*** Opening Records shown ***

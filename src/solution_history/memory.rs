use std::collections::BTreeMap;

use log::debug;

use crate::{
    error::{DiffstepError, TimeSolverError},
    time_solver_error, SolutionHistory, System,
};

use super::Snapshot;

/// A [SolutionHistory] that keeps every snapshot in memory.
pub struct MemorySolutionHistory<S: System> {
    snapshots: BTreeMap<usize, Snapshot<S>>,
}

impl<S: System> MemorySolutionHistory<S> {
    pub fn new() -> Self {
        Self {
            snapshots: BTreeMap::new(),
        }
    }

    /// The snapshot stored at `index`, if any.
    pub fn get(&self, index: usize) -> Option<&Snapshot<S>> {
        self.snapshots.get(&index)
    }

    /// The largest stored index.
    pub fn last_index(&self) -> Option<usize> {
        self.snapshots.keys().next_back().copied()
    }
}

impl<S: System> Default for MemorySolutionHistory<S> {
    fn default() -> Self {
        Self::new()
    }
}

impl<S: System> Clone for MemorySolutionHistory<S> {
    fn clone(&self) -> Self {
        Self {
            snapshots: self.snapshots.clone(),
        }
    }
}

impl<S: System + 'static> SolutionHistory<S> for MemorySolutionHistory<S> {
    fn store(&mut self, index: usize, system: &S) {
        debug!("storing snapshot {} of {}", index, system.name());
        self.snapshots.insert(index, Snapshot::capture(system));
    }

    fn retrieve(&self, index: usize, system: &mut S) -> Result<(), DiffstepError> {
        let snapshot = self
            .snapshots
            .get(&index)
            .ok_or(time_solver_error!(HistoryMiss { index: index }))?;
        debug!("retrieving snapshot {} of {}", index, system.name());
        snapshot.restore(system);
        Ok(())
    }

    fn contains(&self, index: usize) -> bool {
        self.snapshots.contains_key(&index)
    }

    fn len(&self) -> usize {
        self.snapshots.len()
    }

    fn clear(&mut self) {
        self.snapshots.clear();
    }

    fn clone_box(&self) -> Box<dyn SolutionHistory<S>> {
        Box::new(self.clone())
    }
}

*** Closing Records shown ***
*** Opening Records shown ***

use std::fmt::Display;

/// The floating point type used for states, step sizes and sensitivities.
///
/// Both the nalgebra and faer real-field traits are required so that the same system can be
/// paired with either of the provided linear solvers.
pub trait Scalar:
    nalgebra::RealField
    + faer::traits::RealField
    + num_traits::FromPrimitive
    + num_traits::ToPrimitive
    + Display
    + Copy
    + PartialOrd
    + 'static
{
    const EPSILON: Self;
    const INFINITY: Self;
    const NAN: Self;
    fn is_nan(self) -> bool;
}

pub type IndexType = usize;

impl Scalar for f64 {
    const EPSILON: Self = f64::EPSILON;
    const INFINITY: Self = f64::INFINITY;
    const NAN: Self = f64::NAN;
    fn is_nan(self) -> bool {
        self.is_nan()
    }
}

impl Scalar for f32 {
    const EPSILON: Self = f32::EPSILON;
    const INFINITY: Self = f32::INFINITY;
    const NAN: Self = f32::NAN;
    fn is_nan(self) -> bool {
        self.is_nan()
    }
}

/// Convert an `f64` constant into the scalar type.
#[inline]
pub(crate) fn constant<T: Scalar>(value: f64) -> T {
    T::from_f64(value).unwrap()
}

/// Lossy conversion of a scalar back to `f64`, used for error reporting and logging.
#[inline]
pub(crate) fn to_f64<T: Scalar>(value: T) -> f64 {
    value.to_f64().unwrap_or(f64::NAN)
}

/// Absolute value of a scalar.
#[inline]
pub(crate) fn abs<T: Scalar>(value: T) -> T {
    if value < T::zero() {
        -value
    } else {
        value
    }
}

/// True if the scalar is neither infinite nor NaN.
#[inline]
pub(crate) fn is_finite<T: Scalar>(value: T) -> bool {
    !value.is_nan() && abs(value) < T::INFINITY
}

*** Closing Records shown ***

When a line in the material includes the word "static", copy it out.

### Answer section
impl<S: System + 'static> SolutionHistory<S> for MemorySolutionHistory<S> {
    + 'static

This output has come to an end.